El diálogo entre los interlocutores de ambos lados está quebrado. Son parte del pasado los encuentros de camaradería, los partidos entre el seleccionado de presos o el equipo de guardia cárceles contra la Reserva de Lamadrid. El club hizo concesiones que ya no está dispuesto a repetir. A veces, incluso, ni siquiera tuvo posibilidades de decidir. Eran otros tiempos. Tiempos de plomo. La época en que aterrizaban helicópteros en el medio de la cancha, de noche, y bajaban a encapuchados para encerrarlos en la cárcel. 

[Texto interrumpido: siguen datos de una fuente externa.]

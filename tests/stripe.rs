//! Stripe client and test payment sheet against a mock HTTP server.

use std::sync::Arc;

use serde_json::json;
use taxiluxe::booking::{PaymentSheet, SheetOutcome};
use taxiluxe::config::StripeConfig;
use taxiluxe::error::PROCESSOR;
use taxiluxe::external::stripe::{PaymentProcessor, Stripe, StripePaymentSheet, API_VERSION};
use wiremock::{
    matchers::{body_string_contains, header, method, path, query_param},
    Mock, MockServer, ResponseTemplate,
};

fn stripe(server: &MockServer) -> Stripe {
    Stripe::new(StripeConfig {
        api_base: server.uri(),
        secret_key: "sk_test_123".into(),
    })
}

fn sheet(server: &MockServer, accept: bool) -> StripePaymentSheet {
    StripePaymentSheet::new(
        server.uri(),
        "pk_test_123",
        "pm_card_visa",
        Arc::new(move |_: &str| accept),
    )
}

#[tokio::test]
async fn creates_payment_intent_with_automatic_methods() {
    let server = MockServer::start().await;

    Mock::given(method("POST"))
        .and(path("/v1/payment_intents"))
        .and(header("authorization", "Bearer sk_test_123"))
        .and(header("stripe-version", API_VERSION))
        .and(body_string_contains("amount=1500"))
        .and(body_string_contains("currency=eur"))
        .and(body_string_contains("automatic_payment_methods%5Benabled%5D=true"))
        .respond_with(ResponseTemplate::new(200).set_body_json(json!({
            "id": "pi_1",
            "object": "payment_intent",
            "amount": 1500,
            "currency": "eur",
            "status": "requires_payment_method",
            "client_secret": "pi_1_secret_abc"
        })))
        .expect(1)
        .mount(&server)
        .await;

    let intent = stripe(&server)
        .create_payment_intent(1500, "eur")
        .await
        .unwrap();

    assert_eq!(intent.id, "pi_1");
    assert_eq!(intent.client_secret, "pi_1_secret_abc");
    assert_eq!(intent.status, "requires_payment_method");
}

#[tokio::test]
async fn processor_message_is_surfaced_verbatim() {
    let server = MockServer::start().await;

    Mock::given(method("POST"))
        .and(path("/v1/payment_intents"))
        .respond_with(ResponseTemplate::new(401).set_body_json(json!({
            "error": {
                "type": "invalid_request_error",
                "message": "Invalid API Key provided: sk_test_***123"
            }
        })))
        .mount(&server)
        .await;

    let err = stripe(&server)
        .create_payment_intent(1500, "eur")
        .await
        .unwrap_err();

    assert_eq!(err.code, PROCESSOR);
    assert_eq!(err.message, "Invalid API Key provided: sk_test_***123");
}

#[tokio::test]
async fn lists_card_payment_methods() {
    let server = MockServer::start().await;

    Mock::given(method("GET"))
        .and(path("/v1/payment_methods"))
        .and(query_param("customer", "cus_1"))
        .and(query_param("type", "card"))
        .respond_with(ResponseTemplate::new(200).set_body_json(json!({
            "object": "list",
            "data": [
                {"id": "pm_1", "type": "card", "card": {"brand": "visa", "last4": "4242"}},
                {"id": "pm_2", "type": "card", "card": {"brand": "mastercard", "last4": "4444"}}
            ],
            "has_more": false
        })))
        .mount(&server)
        .await;

    let methods = stripe(&server)
        .list_card_payment_methods("cus_1")
        .await
        .unwrap();

    assert_eq!(methods.len(), 2);
    assert_eq!(methods[0].id, "pm_1");
    assert_eq!(methods[0].card_brand.as_deref(), Some("visa"));
    assert_eq!(methods[1].card_last4.as_deref(), Some("4444"));
}

#[tokio::test]
async fn detaches_payment_method() {
    let server = MockServer::start().await;

    Mock::given(method("POST"))
        .and(path("/v1/payment_methods/pm_1/detach"))
        .respond_with(ResponseTemplate::new(200).set_body_json(json!({
            "id": "pm_1",
            "card": {"brand": "visa", "last4": "4242"},
            "customer": null
        })))
        .expect(1)
        .mount(&server)
        .await;

    let detached = stripe(&server).detach_payment_method("pm_1").await.unwrap();

    assert_eq!(detached.id, "pm_1");
}

#[tokio::test]
async fn detach_keeps_odd_ids_inside_the_payment_method_path() {
    let server = MockServer::start().await;

    Mock::given(method("POST"))
        .and(path("/v1/payment_intents/pi_1/cancel"))
        .respond_with(ResponseTemplate::new(200).set_body_json(json!({"id": "pi_1"})))
        .expect(0)
        .mount(&server)
        .await;

    Mock::given(method("POST"))
        .respond_with(ResponseTemplate::new(404).set_body_json(json!({
            "error": {"message": "No such PaymentMethod"}
        })))
        .mount(&server)
        .await;

    let err = stripe(&server)
        .detach_payment_method("../payment_intents/pi_1/cancel?x=")
        .await
        .unwrap_err();

    assert_eq!(err.code, PROCESSOR);

    let received = server.received_requests().await.unwrap();
    assert_eq!(received.len(), 1);
    assert_eq!(
        received[0].url.path(),
        "/v1/payment_methods/..%2Fpayment_intents%2Fpi_1%2Fcancel%3Fx=/detach"
    );
    assert_eq!(received[0].url.query(), None);
}

async fn mount_intent_lookup(server: &MockServer) {
    Mock::given(method("GET"))
        .and(path("/v1/payment_intents/pi_1"))
        .and(query_param("client_secret", "pi_1_secret_abc"))
        .and(header("authorization", "Bearer pk_test_123"))
        .respond_with(ResponseTemplate::new(200).set_body_json(json!({
            "id": "pi_1",
            "amount": 1897,
            "currency": "eur",
            "status": "requires_payment_method"
        })))
        .mount(server)
        .await;
}

#[tokio::test]
async fn sheet_confirms_with_test_payment_method() {
    let server = MockServer::start().await;
    mount_intent_lookup(&server).await;

    Mock::given(method("POST"))
        .and(path("/v1/payment_intents/pi_1/confirm"))
        .and(body_string_contains("payment_method=pm_card_visa"))
        .and(body_string_contains("client_secret=pi_1_secret_abc"))
        .respond_with(ResponseTemplate::new(200).set_body_json(json!({
            "id": "pi_1",
            "status": "succeeded"
        })))
        .expect(1)
        .mount(&server)
        .await;

    let sheet = sheet(&server, true);

    sheet.initialize("pi_1_secret_abc", "TaxiLuxe").await.unwrap();

    assert_eq!(sheet.present().await, SheetOutcome::Confirmed);
}

#[tokio::test]
async fn sheet_dismissed_by_user_never_confirms() {
    let server = MockServer::start().await;
    mount_intent_lookup(&server).await;

    Mock::given(method("POST"))
        .and(path("/v1/payment_intents/pi_1/confirm"))
        .respond_with(ResponseTemplate::new(200))
        .expect(0)
        .mount(&server)
        .await;

    let sheet = sheet(&server, false);

    sheet.initialize("pi_1_secret_abc", "TaxiLuxe").await.unwrap();

    assert_eq!(sheet.present().await, SheetOutcome::Canceled);
}

#[tokio::test]
async fn declined_card_fails_with_processor_message() {
    let server = MockServer::start().await;
    mount_intent_lookup(&server).await;

    Mock::given(method("POST"))
        .and(path("/v1/payment_intents/pi_1/confirm"))
        .respond_with(ResponseTemplate::new(402).set_body_json(json!({
            "error": {"type": "card_error", "code": "card_declined", "message": "Your card was declined."}
        })))
        .mount(&server)
        .await;

    let sheet = sheet(&server, true);

    sheet.initialize("pi_1_secret_abc", "TaxiLuxe").await.unwrap();

    assert_eq!(
        sheet.present().await,
        SheetOutcome::Failed("Your card was declined.".into())
    );
}

#[tokio::test]
async fn unknown_intent_fails_initialization() {
    let server = MockServer::start().await;

    Mock::given(method("GET"))
        .and(path("/v1/payment_intents/pi_9"))
        .respond_with(ResponseTemplate::new(404).set_body_json(json!({
            "error": {"type": "invalid_request_error", "message": "No such payment_intent: 'pi_9'"}
        })))
        .mount(&server)
        .await;

    let sheet = sheet(&server, true);

    let err = sheet.initialize("pi_9_secret_x", "TaxiLuxe").await.unwrap_err();

    assert_eq!(err, "No such payment_intent: 'pi_9'");
    assert!(matches!(sheet.present().await, SheetOutcome::Failed(_)));
}

#[tokio::test(flavor = "multi_thread")]
async fn sheet_accepts_a_blocking_prompt() {
    let server = MockServer::start().await;
    mount_intent_lookup(&server).await;

    Mock::given(method("POST"))
        .and(path("/v1/payment_intents/pi_1/confirm"))
        .respond_with(ResponseTemplate::new(200).set_body_json(json!({
            "id": "pi_1",
            "status": "succeeded"
        })))
        .expect(1)
        .mount(&server)
        .await;

    let sheet = StripePaymentSheet::new(
        server.uri(),
        "pk_test_123",
        "pm_card_visa",
        Arc::new(|summary: &str| {
            tokio::task::block_in_place(|| {
                std::thread::sleep(std::time::Duration::from_millis(20));
                summary.starts_with("Pay 18.97 EUR")
            })
        }),
    );

    sheet.initialize("pi_1_secret_abc", "TaxiLuxe").await.unwrap();

    assert_eq!(sheet.present().await, SheetOutcome::Confirmed);
}
pub mod api;
pub mod booking;
pub mod client;
pub mod config;
pub mod db;
pub mod engine;
pub mod entities;
pub mod error;
pub mod external;
pub mod server;
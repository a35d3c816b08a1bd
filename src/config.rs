use std::env;

use crate::error::Error;

pub const DEFAULT_PORT: u16 = 4000;
pub const DEFAULT_MERCHANT_DISPLAY_NAME: &str = "TaxiLuxe";
pub const DEFAULT_CURRENCY: &str = "eur";

#[derive(Clone, Debug)]
pub struct GoogleMapsConfig {
    pub api_base: String,
    pub api_key: String,
}

#[derive(Clone, Debug)]
pub struct StripeConfig {
    pub api_base: String,
    pub secret_key: String,
}

#[derive(Clone, Debug)]
pub struct Config {
    pub port: u16,
    pub database_url: Option<String>,
    pub database_max_connections: u32,
    pub google_maps: GoogleMapsConfig,
    pub stripe: StripeConfig,
}

/// Settings for the booking client, which never sees server-side secrets.
#[derive(Clone, Debug)]
pub struct ClientConfig {
    pub api_url: String,
    pub stripe_api_base: String,
    pub stripe_publishable_key: String,
    pub test_payment_method: String,
    pub merchant_display_name: String,
    pub currency: String,
}

impl Config {
    pub fn from_env() -> Result<Self, Error> {
        dotenv::dotenv().ok();

        let port = match env::var("PORT") {
            Ok(port) => port.parse().unwrap_or(DEFAULT_PORT),
            Err(_) => DEFAULT_PORT,
        };

        let database_max_connections = env::var("DATABASE_MAX_CONNECTIONS")
            .ok()
            .and_then(|value| value.parse().ok())
            .unwrap_or(5);

        Ok(Self {
            port,
            database_url: env::var("DATABASE_URL").ok(),
            database_max_connections,
            google_maps: GoogleMapsConfig {
                api_base: var_or("GOOGLE_MAPS_API_BASE", "https://maps.googleapis.com"),
                api_key: env::var("GOOGLE_MAPS_API_KEY")?,
            },
            stripe: StripeConfig {
                api_base: var_or("STRIPE_API_BASE", "https://api.stripe.com"),
                secret_key: env::var("STRIPE_SECRET_KEY")?,
            },
        })
    }
}

impl ClientConfig {
    pub fn from_env() -> Result<Self, Error> {
        dotenv::dotenv().ok();

        Ok(Self {
            api_url: var_or("TAXILUXE_API_URL", "http://localhost:4000"),
            stripe_api_base: var_or("STRIPE_API_BASE", "https://api.stripe.com"),
            stripe_publishable_key: env::var("STRIPE_PUBLISHABLE_KEY")?,
            test_payment_method: var_or("STRIPE_TEST_PAYMENT_METHOD", "pm_card_visa"),
            merchant_display_name: var_or("MERCHANT_DISPLAY_NAME", DEFAULT_MERCHANT_DISPLAY_NAME),
            currency: var_or("CURRENCY", DEFAULT_CURRENCY),
        })
    }
}

fn var_or(key: &str, default: &str) -> String {
    env::var(key)
        .ok()
        .filter(|value| !value.is_empty())
        .unwrap_or_else(|| default.into())
}
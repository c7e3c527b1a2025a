// src/install/archive.rs

//! Source archive extraction

use flate2::read::GzDecoder;
use std::fs::{self, File};
use std::io::Read;
use std::path::{Path, PathBuf};
use tar::Archive;
use tracing::debug;
use xz2::read::XzDecoder;

use crate::error::{Error, Result};

/// Archive formats recognised by file name
#[derive(Debug, Clone, Copy, PartialEq, Eq)]
pub enum ArchiveFormat {
    Tar,
    TarGz,
    TarXz,
    /// Not an archive; copied into the source tree unchanged
    Plain,
}

impl ArchiveFormat {
    pub fn detect(path: &Path) -> Self {
        let name = path
            .file_name()
            .and_then(|n| n.to_str())
            .unwrap_or("")
            .to_ascii_lowercase();

        if name.ends_with(".tar.gz") || name.ends_with(".tgz") {
            Self::TarGz
        } else if name.ends_with(".tar.xz") || name.ends_with(".txz") {
            Self::TarXz
        } else if name.ends_with(".tar") {
            Self::Tar
        } else {
            Self::Plain
        }
    }
}

/// Extract `archive` into `dest` and return the source root
///
/// Most upstream tarballs contain a single top-level directory
/// (`openssh-6.5p1/`); when they do, that directory is the source root.
pub fn unpack_source(archive: &Path, dest: &Path) -> Result<PathBuf> {
    fs::create_dir_all(dest)?;

    let format = ArchiveFormat::detect(archive);
    debug!("Unpacking {} as {:?}", archive.display(), format);

    let file = File::open(archive)
        .map_err(|e| Error::IoError(format!("Failed to open {}: {}", archive.display(), e)))?;

    let reader: Box<dyn Read> = match format {
        ArchiveFormat::Tar => Box::new(file),
        ArchiveFormat::TarGz => Box::new(GzDecoder::new(file)),
        ArchiveFormat::TarXz => Box::new(XzDecoder::new(file)),
        ArchiveFormat::Plain => {
            let name = archive
                .file_name()
                .ok_or_else(|| Error::IoError(format!("No file name: {}", archive.display())))?;
            fs::copy(archive, dest.join(name))?;
            return Ok(dest.to_path_buf());
        }
    };

    Archive::new(reader).unpack(dest).map_err(|e| {
        Error::IoError(format!("Failed to extract {}: {}", archive.display(), e))
    })?;

    let entries: Vec<_> = fs::read_dir(dest)?.filter_map(|e| e.ok()).collect();
    if entries.len() == 1 && entries[0].file_type().map(|t| t.is_dir()).unwrap_or(false) {
        let root = entries[0].path();
        debug!("Source directory: {}", root.display());
        return Ok(root);
    }

    Ok(dest.to_path_buf())
}

#[cfg(test)]
mod tests {
    use super::*;
    use flate2::Compression;
    use flate2::write::GzEncoder;

    fn write_tarball(path: &Path, files: &[(&str, &[u8])]) {
        let file = File::create(path).unwrap();
        let encoder = GzEncoder::new(file, Compression::default());
        let mut builder = tar::Builder::new(encoder);
        for (name, data) in files {
            let mut header = tar::Header::new_gnu();
            header.set_size(data.len() as u64);
            header.set_mode(0o644);
            header.set_cksum();
            builder.append_data(&mut header, name, *data).unwrap();
        }
        builder.into_inner().unwrap().finish().unwrap();
    }

    #[test]
    fn test_detect_format() {
        assert_eq!(ArchiveFormat::detect(Path::new("a.tar.gz")), ArchiveFormat::TarGz);
        assert_eq!(ArchiveFormat::detect(Path::new("a.TGZ")), ArchiveFormat::TarGz);
        assert_eq!(ArchiveFormat::detect(Path::new("a.tar.xz")), ArchiveFormat::TarXz);
        assert_eq!(ArchiveFormat::detect(Path::new("a.tar")), ArchiveFormat::Tar);
        assert_eq!(ArchiveFormat::detect(Path::new("a.patch")), ArchiveFormat::Plain);
    }

    #[test]
    fn test_single_top_level_dir_becomes_root() {
        let dir = tempfile::tempdir().unwrap();
        let archive = dir.path().join("hello-1.0.tar.gz");
        write_tarball(
            &archive,
            &[("hello-1.0/configure", b"#!/bin/sh\n"), ("hello-1.0/README", b"hi")],
        );

        let root = unpack_source(&archive, &dir.path().join("src")).unwrap();
        assert!(root.ends_with("hello-1.0"));
        assert!(root.join("README").exists());
    }

    #[test]
    fn test_flat_archive_root_is_dest() {
        let dir = tempfile::tempdir().unwrap();
        let archive = dir.path().join("flat.tar.gz");
        write_tarball(&archive, &[("a.txt", b"a"), ("b.txt", b"b")]);

        let dest = dir.path().join("src");
        assert_eq!(unpack_source(&archive, &dest).unwrap(), dest);
    }

    #[test]
    fn test_plain_file_is_copied() {
        let dir = tempfile::tempdir().unwrap();
        let script = dir.path().join("install.sh");
        fs::write(&script, b"echo hi").unwrap();

        let dest = dir.path().join("src");
        let root = unpack_source(&script, &dest).unwrap();
        assert_eq!(root, dest);
        assert!(dest.join("install.sh").exists());
    }

    #[test]
    fn test_corrupt_archive() {
        let dir = tempfile::tempdir().unwrap();
        let archive = dir.path().join("bad.tar.gz");
        fs::write(&archive, b"definitely not gzip").unwrap();
        assert!(unpack_source(&archive, &dir.path().join("src")).is_err());
    }
}
// src/lib.rs

//! Formulary
//!
//! Formula resolution and build orchestration for source-built packages.
//!
//! # Architecture
//!
//! - Formulas: immutable, validated package definitions loaded from TOML
//! - Resolution: option guards, breadth-first dependency closure and
//!   Kahn batching, all finished before anything is built
//! - Installation: per-node staging, verified sources, patches and opaque
//!   build steps, promoted into the Cellar by rename
//! - Orchestration: batches on a bounded worker pool with failure
//!   propagation and cooperative cancellation
//!
//! ```no_run
//! use formulary::{
//!     BuildOrchestrator, DirectoryRegistry, EngineConfig, InstallExecutor, OptionSelection,
//!     OrchestratorOptions, ResolveIntent, resolve_plan,
//! };
//! use std::sync::Arc;
//!
//! # fn main() -> formulary::Result<()> {
//! let config = EngineConfig::load("formulary.toml".as_ref())?;
//! let (registry, _report) = DirectoryRegistry::load("formulas".as_ref())?;
//! let options: OptionSelection = ["with-ldns".to_string()].into_iter().collect();
//!
//! let plan = resolve_plan(&["openssh"], &options, ResolveIntent::Build, &registry)?;
//! let executor = Arc::new(InstallExecutor::new(config.clone()));
//! let report = BuildOrchestrator::new(executor, config.clone())
//!     .run(&plan, &OrchestratorOptions::from_config(&config))?;
//! println!("{report}");
//! # Ok(())
//! # }
//! ```

pub mod config;
mod error;
pub mod formula;
pub mod hash;
pub mod install;
pub mod orchestrator;
pub mod progress;
pub mod report;
pub mod resolve;

pub use config::EngineConfig;
pub use error::{Error, ErrorKind, Result};
pub use formula::{
    DependencyKind, DirectoryRegistry, Formula, FormulaLookup, MemoryRegistry, parse_formula,
    parse_formula_file,
};
pub use hash::{Checksum, HashAlgorithm};
pub use install::{CancelToken, InstallExecutor, NodeInstaller};
pub use orchestrator::{BuildOrchestrator, OrchestratorOptions};
pub use progress::{CallbackProgress, LogProgress, ProgressEvent, ProgressTracker, SilentProgress};
pub use report::{BuildOutcome, BuildReport, BuildResult, SkipCause};
pub use resolve::{
    BuildGraph, BuildPlan, DependencyGraphBuilder, OptionResolver, OptionSelection, ResolveIntent,
    ResolvedNode, TopologicalScheduler, resolve_plan,
};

Son las seis de la tarde de un jueves de abril. El sol empieza a caer y la luz hasta hace unos minutos diáfana se ensombrece. La transición entre la tardecita y la noche cerrada es una metáfora de un paisaje barrial único: dicen los de Lamadrid que en ningún lugar del mundo hay una cancha de un equipo afiliado a la federación de un país separada de una cárcel por apenas una calle. Lamadrid, a esta hora, es Disneylandia, con niños que juegan con la camiseta de su equipo porque, como dice un cartelito en la entrada del club, “En Lama con la de Lama”. Hay una mesa de ping ping, hay tres mesas de madera ocupadas por familias en el buffet que alguna vez estuvo a cargo de Mario Oriente, hay chicos, 10 o 15, que recién terminaron de jugar al fútbol. Lamadrid es la luz. Los murallones blancos de la cárcel esconden otras historias. Desde afuera, sobre una de las veredas del club, se escuchan voces. Voces de encierro. Un guardia se pasea con su arma al hombro y escupe hacia abajo. Apenas se le ve el cuerpo: del pecho hacia arriba. La sordidez de la cárcel es una atmósfera espesa, opaca. Es la parte de Devoto que Lamadrid siente como su sombra.